Руслан Киреев - Великие смерти: Тургенев. Достоевский. Блок. Булгаков
Страшно обрадованный... Это-то у него оставалось. И главное, это оставалось после него, давая надежду, что, «быть может, потомки произнесут примирение моей тени». Этими словами заканчивается та вольная булгаковская инсценировка «Мертвых душ»... Нет, все-таки не излишне вольная. Подлинная любовь, в том числе любовь к художнику, раскрепощает.
Повторим еще раз: страшно обрадованный — это на пороге-то смерти! Но ведь жизнь не кончается этим самым порогом! «Опять, — писал он в «Белой гвардии», — зазвучат клавиши, и выйдет к рампе разноцветный Валентин, в ложах будет пахнуть духами, и дома будут играть аккомпанемент женщины, окрашенные светом, потому что «Фауст» — совершенно бессмертен».
Да, «Фауст» бессмертен — в этом он нисколько не сомневался. Но ведь не только «Фауст»...
9 марта, накануне смерти, врач уверил, что «жизни в нем осталось два часа, не больше», и этот последний в его жизни медицинский приговор оказался, как и все другие подобные приговоры, ошибочным. Десятого, во всяком случае, он егце жил и даже «дыхание стало чаще, теплее, ровнее». Так пишет Елена Сергеевна и продолжает: «Я вдруг подумала, поверила, как безумная, что произошло то чудо, которое я ему все время обещала, то чудо, в которое я заставляла его верить — что он выздоровеет».
В три часа дня пришел директор Большого театра (когда-то Булгаков служил в нем либреттистом), она ненадолго отлучилась, но вскоре за ней прибежал сын Женечка, пасынок Михаила Афанасьевича: «Маменька, он ищет тебя рукой».
Не глазами — глаза уже ничего не видели («Я стал бояться темноты», — признается Ивану Мастер), не голосом — голос отказал, рукой...
Оба бегом вернулись к умирающему. «Миша стал дышать все чаще, чаще, потом открыл неожиданно очень широко глаза, вздохнул. В глазах было изумление, они налились необычным светом».

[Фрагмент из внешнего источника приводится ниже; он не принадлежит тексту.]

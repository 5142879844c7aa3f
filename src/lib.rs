//! # stackpilot
//!
//! Deployment helpers for CloudFormation stacks and a tracker for Glacier
//! restore jobs, both driven through the `aws` command line tool.
//!
//! ## Features
//!
//! - **Deploy with retry**: fixed-delay retries with a cap, aborting at once on
//!   non-recoverable stack states
//! - **Teardown with timeout**: delete and poll until gone, failed or out of time
//! - **Deployment plans**: TOML plans with dependency ordering and placeholders
//! - **Restore jobs**: list archives by date, price tiers, request restores,
//!   track progress and download restored objects
//!
//! ## Usage
//!
//! ```bash
//! stackpilot deploy --plan stackpilot.toml --environment dev --bucket-name my-artifacts
//! stackpilot teardown --plan stackpilot.toml --environment dev --force
//! stackpilot restore estimate --size-gb 250 --tier bulk
//! stackpilot restore initiate --bucket my-backups --date 2024-03-01
//! ```

#![deny(unsafe_code)]
#![warn(missing_docs)]
#![warn(rust_2018_idioms)]

pub mod aws;
pub mod cli;
pub mod config;
pub mod error;
pub mod plan;
pub mod report;
pub mod restore;
pub mod stack;
pub mod state;

// Re-export main types for public API
pub use aws::{AwsCli, AwsRunner, CliOutput};
pub use cli::Args;
pub use config::OperationConfig;
pub use error::{OpsError, Result};
pub use plan::{DeploymentPlan, ResolveOptions, ResolvedStack};
pub use report::RunReport;
pub use restore::{CostEstimate, RestoreJob, RestoreTier, RestoreTracker};
pub use stack::{
    DeployPolicy, StackDescriptor, StackStatus, TeardownOutcome, TeardownPolicy, deploy_with_retry,
    teardown_stack,
};
pub use state::JobStore;
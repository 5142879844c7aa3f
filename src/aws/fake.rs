//! Scripted [`AwsRunner`] for unit tests.

use super::{AwsRunner, CliOutput};
use crate::error::{AwsError, Result};
use std::collections::VecDeque;
use std::future::Future;
use std::sync::Mutex;
use std::time::Duration;

/// One scripted reply
#[derive(Debug, Clone)]
pub(crate) enum Reply {
    Output(CliOutput),
    Timeout,
    /// Answer with the inner reply after the delay
    Slow(Duration, Box<Reply>),
}

pub(crate) fn ok(stdout: &str) -> Reply {
    Reply::Output(CliOutput {
        exit_code: Some(0),
        stdout: stdout.to_string(),
        stderr: String::new(),
    })
}

pub(crate) fn fail(stderr: &str) -> Reply {
    Reply::Output(CliOutput {
        exit_code: Some(255),
        stdout: String::new(),
        stderr: stderr.to_string(),
    })
}

pub(crate) fn slow(secs: u64, reply: Reply) -> Reply {
    Reply::Slow(Duration::from_secs(secs), Box::new(reply))
}

pub(crate) fn stack_status(status: &str) -> Reply {
    ok(&format!(
        r#"{{"Stacks":[{{"StackName":"s","StackStatus":"{status}","Outputs":[]}}]}}"#
    ))
}

pub(crate) fn stack_missing() -> Reply {
    fail("An error occurred (ValidationError) when calling the DescribeStacks operation: Stack with id s does not exist")
}

struct Rule {
    tokens: Vec<String>,
    replies: VecDeque<Reply>,
}

/// Matches calls by tokens that must all appear in the argument vector.
/// Rules are checked in insertion order; the last reply of a rule repeats.
#[derive(Default)]
pub(crate) struct FakeAws {
    rules: Mutex<Vec<Rule>>,
    calls: Mutex<Vec<Vec<String>>>,
}

impl FakeAws {
    pub(crate) fn new() -> Self {
        Self::default()
    }

    pub(crate) fn on<I>(self, tokens: &[&str], replies: I) -> Self
    where
        I: IntoIterator<Item = Reply>,
    {
        self.rules.lock().unwrap().push(Rule {
            tokens: tokens.iter().map(|t| t.to_string()).collect(),
            replies: replies.into_iter().collect(),
        });
        self
    }

    pub(crate) fn calls(&self) -> Vec<Vec<String>> {
        self.calls.lock().unwrap().clone()
    }

    pub(crate) fn count(&self, tokens: &[&str]) -> usize {
        self.calls
            .lock()
            .unwrap()
            .iter()
            .filter(|call| tokens.iter().all(|t| call.iter().any(|a| a == t)))
            .count()
    }

    fn next_reply(&self, args: &[String]) -> Option<Reply> {
        let mut rules = self.rules.lock().unwrap();
        let rule = rules
            .iter_mut()
            .find(|r| r.tokens.iter().all(|t| args.iter().any(|a| a == t)))?;
        if rule.replies.len() > 1 {
            rule.replies.pop_front()
        } else {
            rule.replies.front().cloned()
        }
    }
}

impl AwsRunner for FakeAws {
    fn run(&self, args: &[String]) -> impl Future<Output = Result<CliOutput>> + Send {
        self.calls.lock().unwrap().push(args.to_vec());
        let reply = self.next_reply(args);
        let command = super::command_line(args);
        let (delay, reply) = match reply {
            Some(Reply::Slow(delay, inner)) => (Some(delay), Some(*inner)),
            other => (None, other),
        };

        async move {
            if let Some(delay) = delay {
                tokio::time::sleep(delay).await;
            }
            match reply {
                Some(Reply::Output(out)) => Ok(out),
                Some(Reply::Timeout) => Err(AwsError::TimedOut {
                    command,
                    seconds: 1,
                }
                .into()),
                Some(Reply::Slow(..)) => panic!("nested slow reply for {command}"),
                None => panic!("unscripted aws call: {command}"),
            }
        }
    }
}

О том, что произошло дальше, поведал сосед Булгаковых сценарист Евгений Габрилович.
«Мы слышали из нашей квартиры, как он умирал. Тревожные голоса, вскрики, плач. Поздним вечером с балкона была видна зеленая лампа, покрытая шалью, и люди, бессонно и скорбно озаренные ею». Габрилович не уточняет, сколько было таких вечеров — вечеров, ночей, дней, но последний ему особенно запомнился. Запомнился «страшный, бессильный, пронзительный женский вопль».
Надо ли говорить, чей это был вопль. Но она все-таки добралась до дневника и нацарапала в нем: «16.39. Миша умер».
И тут мы умолкнем. Как написал однажды Булгаков, узнав о кончине Станиславского: «Сейчас о нем не время говорить — он умер».